So near, yet sometimes so far -- that's our estranged neighbour across the Straits.
But like twin brothers or sisters, the causeway and bridge, and soon another bridge not too far, will cement us with our Brudder or Sisder across the problematic straits, now straightened out.
Yes, I note here belatedly, two High notes of good cheer.
April 26, 2005 marked the dawning of a new spring for Malaysia and Singapore. Like teenagers, they sometimes fight over the same girl, have lovers' spats, fight like dogs and cats. Hey, who says equatorial countries don't go thru cold winters?
The two countries ushered in a new season of bilateral relations with the signing of a treaty in the city republic by Foreign Ministry's Secretary-General Ahmad Fuzi Abdul Razak, and Singapore's ambassador-at-large Prof Tommy Koh, witnessed by their foreign ministers, Datuk Seri Syed Hamid Albar and George Yeo, respectively.
This signalled an end of the problematic land reclamation activities in Singapore's territory yet seemingly touching Malaysian horizon, a perception that strained the brotherly ties that had seen Singapore married to Malaysia not so long ago for just a honeymoon period. Other issues on the negotiation table now seem not so insurmountable after all, thanks to relatively young PMs Lee Hsien Loong and Abdullah Ahmad Badawi. Maybe there could be a second time around with a newer generation? As they often say, Politics is the Art of the Possible.
The second high note is of glad tidings for the arty, farty community, commonly referred to by the media here. I know arty, but why farty? (I beg your pardon here, I digress; not a transgression, I hope.)
According to a The Straits Times/ANN report I spied in The Star of April 20, 2005, Singaporean film-maker ERIC KHOO scored a coup for his country -- his Be With Me beat 799 internatinal films to have the honour to open at the Cannes Film Festival early next month.
The director's first film for eight years, it will premiere in the festival's Director's Fortnight category. Legendary icons who have had the same honour include Martin Scorsese, Spike Lee and Nagisa Oshima.
A jubilant Khoo, 39, said: "It shows the possibility that Singaporean films can go international."
Singapore Film Commission director Seto Lok Yin called it "a signal achievement" for Khoo.
Signal indeed, for Khoo made the movie on a relatively low budget of S$200,000 (RM460,000), and Be With Me was shot in just 15 days last November.
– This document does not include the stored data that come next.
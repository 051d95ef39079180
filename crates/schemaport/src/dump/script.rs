//! Dump scripts: rendering, parsing and import.

use std::fmt;
use std::path::Path;

use serde::{Deserialize, Serialize};
use tracing::{debug, info};

use crate::core::DatabaseKind;
use crate::error::{PortError, Result};
use crate::schema_ops::SchemaOperations;

/// Header line naming the target engine of a rendered script.
const HEADER_PREFIX: &str = "-- schemaport dump target=";

/// Fragment classification.
#[derive(Debug, Clone, Copy, PartialEq, Eq, Serialize, Deserialize)]
#[serde(rename_all = "lowercase")]
pub enum FragmentKind {
    Ddl,
    Insert,
}

impl fmt::Display for FragmentKind {
    fn fmt(&self, f: &mut fmt::Formatter<'_>) -> fmt::Result {
        match self {
            FragmentKind::Ddl => write!(f, "DDL"),
            FragmentKind::Insert => write!(f, "INSERT"),
        }
    }
}

/// One statement of a dump, without its terminating `;`.
#[derive(Debug, Clone, PartialEq, Eq, Serialize, Deserialize)]
pub struct ScriptFragment {
    pub kind: FragmentKind,
    pub text: String,
}

/// Totals from [`DumpScript::import`].
#[derive(Debug, Clone, Copy, Default, PartialEq, Eq)]
pub struct ImportReport {
    pub statements: usize,
    pub rows_inserted: u64,
}

/// Ordered statements for one target engine.
#[derive(Debug, Clone, PartialEq, Serialize, Deserialize)]
pub struct DumpScript {
    pub target: DatabaseKind,
    pub fragments: Vec<ScriptFragment>,
}

impl DumpScript {
    pub fn new(target: DatabaseKind) -> Self {
        Self {
            target,
            fragments: Vec::new(),
        }
    }

    pub fn push_ddl(&mut self, text: impl Into<String>) {
        self.fragments.push(ScriptFragment {
            kind: FragmentKind::Ddl,
            text: text.into(),
        });
    }

    pub fn push_insert(&mut self, text: impl Into<String>) {
        self.fragments.push(ScriptFragment {
            kind: FragmentKind::Insert,
            text: text.into(),
        });
    }

    pub fn len(&self) -> usize {
        self.fragments.len()
    }

    pub fn is_empty(&self) -> bool {
        self.fragments.is_empty()
    }

    /// Number of fragments of `kind`.
    pub fn count(&self, kind: FragmentKind) -> usize {
        self.fragments.iter().filter(|f| f.kind == kind).count()
    }

    /// Render as SQL text, one `;`-terminated statement per fragment.
    pub fn render(&self) -> String {
        let mut out = format!("{}{}\n\n", HEADER_PREFIX, self.target);
        for fragment in &self.fragments {
            out.push_str(&fragment.text);
            out.push_str(";\n\n");
        }
        out
    }

    /// Write the rendered script to `path`.
    pub fn write<P: AsRef<Path>>(&self, path: P) -> Result<()> {
        std::fs::write(path, self.render())?;
        Ok(())
    }

    /// Read a script written by [`DumpScript::write`].
    pub fn load<P: AsRef<Path>>(path: P) -> Result<Self> {
        let text = std::fs::read_to_string(path)?;
        Self::parse(&text)
    }

    /// Parse rendered script text back into fragments.
    ///
    /// The target engine comes from the header line. Statements are split on
    /// `;` outside quoted literals and identifiers; `--` comment lines are dropped.
    pub fn parse(text: &str) -> Result<Self> {
        let header = text
            .lines()
            .find_map(|line| line.trim().strip_prefix(HEADER_PREFIX))
            .ok_or_else(|| PortError::Config("dump script has no target header".into()))?;
        let target = DatabaseKind::parse(header.trim())?;

        let mut script = Self::new(target);
        for statement in split_statements(text, target == DatabaseKind::Mysql) {
            let kind = if statement
                .get(..6)
                .is_some_and(|head| head.eq_ignore_ascii_case("INSERT"))
            {
                FragmentKind::Insert
            } else {
                FragmentKind::Ddl
            };
            script.fragments.push(ScriptFragment {
                kind,
                text: statement,
            });
        }
        Ok(script)
    }

    /// Execute every fragment against `ops`, in order.
    ///
    /// # Errors
    ///
    /// Fails with [`PortError::Config`] if `ops` is a different engine, and with
    /// the first failing statement's error otherwise; later fragments are not run.
    pub async fn import(&self, ops: &SchemaOperations) -> Result<ImportReport> {
        if ops.kind() != self.target {
            return Err(PortError::Config(format!(
                "dump targets {} but the database is {}",
                self.target,
                ops.kind()
            )));
        }

        let mut report = ImportReport::default();
        for (i, fragment) in self.fragments.iter().enumerate() {
            debug!("Import fragment {} ({})", i + 1, fragment.kind);
            let affected = ops.execute(&fragment.text).await?;
            report.statements += 1;
            if fragment.kind == FragmentKind::Insert {
                report.rows_inserted += affected;
            }
        }

        info!(
            "Imported {} statements ({} rows) into {}",
            report.statements, report.rows_inserted, self.target
        );
        Ok(report)
    }
}

/// Split SQL text into statements.
///
/// `backslash_escapes` enables MySQL's `\'` inside string literals.
fn split_statements(text: &str, backslash_escapes: bool) -> Vec<String> {
    let mut statements = Vec::new();
    let mut current = String::new();
    let mut quote: Option<char> = None;
    let mut chars = text.chars().peekable();

    while let Some(c) = chars.next() {
        match quote {
            Some(q) => {
                current.push(c);
                if c == '\\' && q == '\'' && backslash_escapes {
                    if let Some(next) = chars.next() {
                        current.push(next);
                    }
                } else if c == q {
                    // A doubled quote is an escaped quote, not the end.
                    if chars.peek() == Some(&q) {
                        if let Some(next) = chars.next() {
                            current.push(next);
                        }
                    } else {
                        quote = None;
                    }
                }
            }
            None => match c {
                '\'' | '"' | '`' => {
                    quote = Some(c);
                    current.push(c);
                }
                '-' if chars.peek() == Some(&'-') => {
                    for skipped in chars.by_ref() {
                        if skipped == '\n' {
                            break;
                        }
                    }
                    current.push('\n');
                }
                ';' => {
                    let statement = current.trim();
                    if !statement.is_empty() {
                        statements.push(statement.to_string());
                    }
                    current.clear();
                }
                _ => current.push(c),
            },
        }
    }

    let tail = current.trim();
    if !tail.is_empty() {
        statements.push(tail.to_string());
    }
    statements
}

#[cfg(test)]
mod tests {
    use super::*;

    #[test]
    fn test_render_and_parse() {
        let mut script = DumpScript::new(DatabaseKind::Postgres);
        script.push_ddl("CREATE TABLE \"t\" (\n    \"id\" BIGINT NOT NULL\n)");
        script.push_insert("INSERT INTO \"t\" (\"id\") VALUES\n    (1),\n    (2)");

        let text = script.render();
        assert!(text.starts_with("-- schemaport dump target=postgres\n"));
        assert!(text.contains("(2);\n"));

        let parsed = DumpScript::parse(&text).unwrap();
        assert_eq!(parsed, script);
        assert_eq!(parsed.count(FragmentKind::Insert), 1);
    }

    #[test]
    fn test_split_respects_literals() {
        let sql = "INSERT INTO t VALUES ('a;b', 'it''s');\n-- note; here\nCREATE TABLE \"x;y\" (id INT);";
        let parts = split_statements(sql, false);
        assert_eq!(
            parts,
            vec![
                "INSERT INTO t VALUES ('a;b', 'it''s')".to_string(),
                "CREATE TABLE \"x;y\" (id INT)".to_string(),
            ]
        );
    }

    #[test]
    fn test_split_mysql_backslash_escapes() {
        let sql = r"INSERT INTO t VALUES ('a\';b'); SELECT 1";
        let parts = split_statements(sql, true);
        assert_eq!(parts.len(), 2);
        assert_eq!(parts[0], r"INSERT INTO t VALUES ('a\';b')");

        // Without backslash escapes the same text splits differently.
        assert_eq!(split_statements(r"SELECT '\'; SELECT 2", false).len(), 2);
    }

    #[test]
    fn test_missing_header() {
        assert!(DumpScript::parse("SELECT 1;").is_err());
    }

    #[test]
    fn test_write_and_load() {
        let dir = tempfile::tempdir().unwrap();
        let path = dir.path().join("dump.sql");
        let mut script = DumpScript::new(DatabaseKind::Mysql);
        script.push_insert("INSERT INTO `t` (`s`) VALUES\n    ('back\\\\slash')");
        script.write(&path).unwrap();
        assert_eq!(DumpScript::load(&path).unwrap(), script);
    }
}
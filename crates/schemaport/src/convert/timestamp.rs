//! Timestamp normalization.
//!
//! Every supported engine accepts `YYYY-MM-DD HH:MM:SS[.fff]`. Inputs are
//! reduced to that form:
//! - integers are Unix-epoch milliseconds
//! - ISO-8601 text with `T` separators, trailing `Z` or numeric offsets
//! - native temporal values
//!
//! Offset-bearing inputs are converted to UTC.

use chrono::{DateTime, NaiveDate, NaiveDateTime, Utc};

use crate::core::SqlValue;

/// Output format; `%.f` prints nothing when the fraction is zero.
pub const TIMESTAMP_FORMAT: &str = "%Y-%m-%d %H:%M:%S%.f";

const NAIVE_FORMATS: &[&str] = &[
    "%Y-%m-%d %H:%M:%S%.f",
    "%Y-%m-%dT%H:%M:%S%.f",
    "%Y-%m-%d %H:%M",
    "%Y-%m-%dT%H:%M",
];

/// Normalize a value to the canonical timestamp text, if it denotes a point in time.
pub fn normalize(value: &SqlValue<'_>) -> Option<String> {
    to_naive(value).map(|ts| ts.format(TIMESTAMP_FORMAT).to_string())
}

/// Interpret a value as a UTC-naive timestamp.
pub fn to_naive(value: &SqlValue<'_>) -> Option<NaiveDateTime> {
    match value {
        SqlValue::Int(ms) => from_epoch_millis(*ms),
        SqlValue::Float(ms) if ms.is_finite() => from_epoch_millis(ms.trunc() as i64),
        SqlValue::DateTime(ts) => Some(*ts),
        SqlValue::DateTimeOffset(ts) => Some(ts.with_timezone(&Utc).naive_utc()),
        SqlValue::Date(d) => d.and_hms_opt(0, 0, 0),
        SqlValue::Text(s) => parse_text(s),
        _ => None,
    }
}

fn from_epoch_millis(ms: i64) -> Option<NaiveDateTime> {
    DateTime::from_timestamp_millis(ms).map(|dt| dt.naive_utc())
}

/// Parse timestamp text in any of the accepted spellings.
pub fn parse_text(text: &str) -> Option<NaiveDateTime> {
    let s = text.trim();
    if s.is_empty() {
        return None;
    }

    if s.bytes().all(|b| b.is_ascii_digit() || b == b'-') && s.len() > 10 {
        return s.parse::<i64>().ok().and_then(from_epoch_millis);
    }

    if let Ok(dt) = DateTime::parse_from_rfc3339(s) {
        return Some(dt.with_timezone(&Utc).naive_utc());
    }
    for fmt in ["%Y-%m-%d %H:%M:%S%.f%:z", "%Y-%m-%d %H:%M:%S%.f%#z"] {
        if let Ok(dt) = DateTime::parse_from_str(s, fmt) {
            return Some(dt.with_timezone(&Utc).naive_utc());
        }
    }

    let without_z = s.strip_suffix('Z').or_else(|| s.strip_suffix('z')).unwrap_or(s);
    for fmt in NAIVE_FORMATS {
        if let Ok(ts) = NaiveDateTime::parse_from_str(without_z, fmt) {
            return Some(ts);
        }
    }

    NaiveDate::parse_from_str(without_z, "%Y-%m-%d")
        .ok()
        .and_then(|d| d.and_hms_opt(0, 0, 0))
}
//! SQLite SQL dialect (Strategy pattern).

use crate::core::identifier::quote_with;
use crate::core::traits::Dialect;
use crate::core::DatabaseKind;

/// SQLite dialect implementation.
///
/// SQLite has no boolean type (1/0), cannot alter constraints in place and
/// has no practical index key limit.
#[derive(Debug, Clone, Default)]
pub struct SqliteDialect;

impl SqliteDialect {
    /// Create a new SQLite dialect instance.
    pub fn new() -> Self {
        Self
    }
}

impl Dialect for SqliteDialect {
    fn name(&self) -> &str {
        "sqlite"
    }

    fn kind(&self) -> DatabaseKind {
        DatabaseKind::Sqlite
    }

    fn quote_ident(&self, name: &str) -> String {
        quote_with(name, '"')
    }

    fn boolean_literal(&self, value: Option<bool>) -> String {
        match value {
            Some(true) => "1".into(),
            Some(false) => "0".into(),
            None => "NULL".into(),
        }
    }

    fn timestamp_cast(&self, normalized: &str) -> String {
        self.quote_string(normalized)
    }

    fn blob_literal(&self, bytes: &[u8]) -> String {
        format!("X'{}'", hex::encode_upper(bytes))
    }

    fn supports_in_place_constraint_alter(&self) -> bool {
        false
    }

    fn max_indexable_key_bytes(&self) -> usize {
        1_000_000_000
    }

    fn upsert_clause(&self, conflict_columns: &[String], update_columns: &[String]) -> String {
        let conflict = conflict_columns
            .iter()
            .map(|c| self.quote_ident(c))
            .collect::<Vec<_>>()
            .join(", ");

        if update_columns.is_empty() {
            return format!("ON CONFLICT ({}) DO NOTHING", conflict);
        }

        let set = update_columns
            .iter()
            .map(|c| format!("{q} = excluded.{q}", q = self.quote_ident(c)))
            .collect::<Vec<_>>()
            .join(", ");
        format!("ON CONFLICT ({}) DO UPDATE SET {}", conflict, set)
    }

    fn foreign_key_checks_sql(&self, enabled: bool) -> String {
        format!("PRAGMA foreign_keys = {}", if enabled { "ON" } else { "OFF" })
    }

    fn sequence_reset_sql(&self, _table: &str, _column: &str, _next: i64) -> Option<String> {
        // INTEGER PRIMARY KEY always continues after the largest rowid.
        None
    }

    fn drop_index_sql(&self, _table: &str, index: &str) -> String {
        format!("DROP INDEX {}", self.quote_ident(index))
    }
}
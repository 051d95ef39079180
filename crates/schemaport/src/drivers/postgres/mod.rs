//! PostgreSQL driver.
//!
//! This module provides PostgreSQL-specific implementations:
//!
//! - [`PostgresDialect`]: SQL syntax strategy for PostgreSQL
//! - [`PostgresConnection`]: single-session connection over tokio-postgres
//! - [`PostgresCatalog`]: `information_schema` / `pg_catalog` introspection

mod catalog;
mod connection;
mod dialect;

pub use catalog::PostgresCatalog;
pub use connection::PostgresConnection;
pub use dialect::PostgresDialect;
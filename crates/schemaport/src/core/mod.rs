//! Core abstractions shared by every engine.
//!
//! - [`schema`]: Table, column, index and foreign key metadata
//! - [`value`]: In-memory values and result sets
//! - [`traits`]: Connection, dialect and schema reader traits
//! - [`catalog`]: Engine identifiers
//! - [`identifier`]: Identifier validation and quoting
//!
//! # Architecture
//!
//! The core module defines engine-agnostic abstractions that are implemented
//! by driver modules (`drivers/sqlite`, `drivers/mysql`, `drivers/postgres`).
//! Higher layers (schema operations, migrations, dumps) only talk to these traits.

pub mod catalog;
pub mod identifier;
pub mod schema;
pub mod traits;
pub mod value;

pub use catalog::DatabaseKind;
pub use schema::{
    Column, ColumnTypeInfo, DefaultValue, ForeignKey, Index, IndexColumn, LogicalType, Table,
};
pub use traits::{Connection, Dialect, SchemaReader, SelectQueryOptions};
pub use value::{Rows, SqlValue};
It's about the love and hope of everyday people, from cradle to grave. It stars (ggod news for late starters!) mostly first-time actors, notably 62-year-ol deaf-mute THERESA CHAN, and Khoo's 61-year-old former English tutor CHIEW SUNG CHING.
This writer, thirty-something-young-at-heart, is also some sort of English tutor, running a Sunday column desiderata.english; he wonders if any producer/director would extend him a "break" like Khoo's generous take-on on SC CHIEW?
Khoo's coming debut adds another feather in the cap for an Asian who dared to dream. This must lift the hearts of the likes of YASMIN AHMAD and her crew, and her young cast. Yasmin caused quite a stir with a Ministerial production promoting civil society on TV, with a Malay youth acting strange and rude -- too successfully, I add, for his own good that some members of Malaysian public were convinced that he was in real life truly kurang ajar for not giving up a seat to a pregnant lady on board a train! The persevering and independent-minded director did Malaysia proud by also winning another international award in France some weeks back with Sepet, also produced at a low budget of RM1million, for which I paid tribute with an earlier post titled a date with SEPET (March 21, 2005).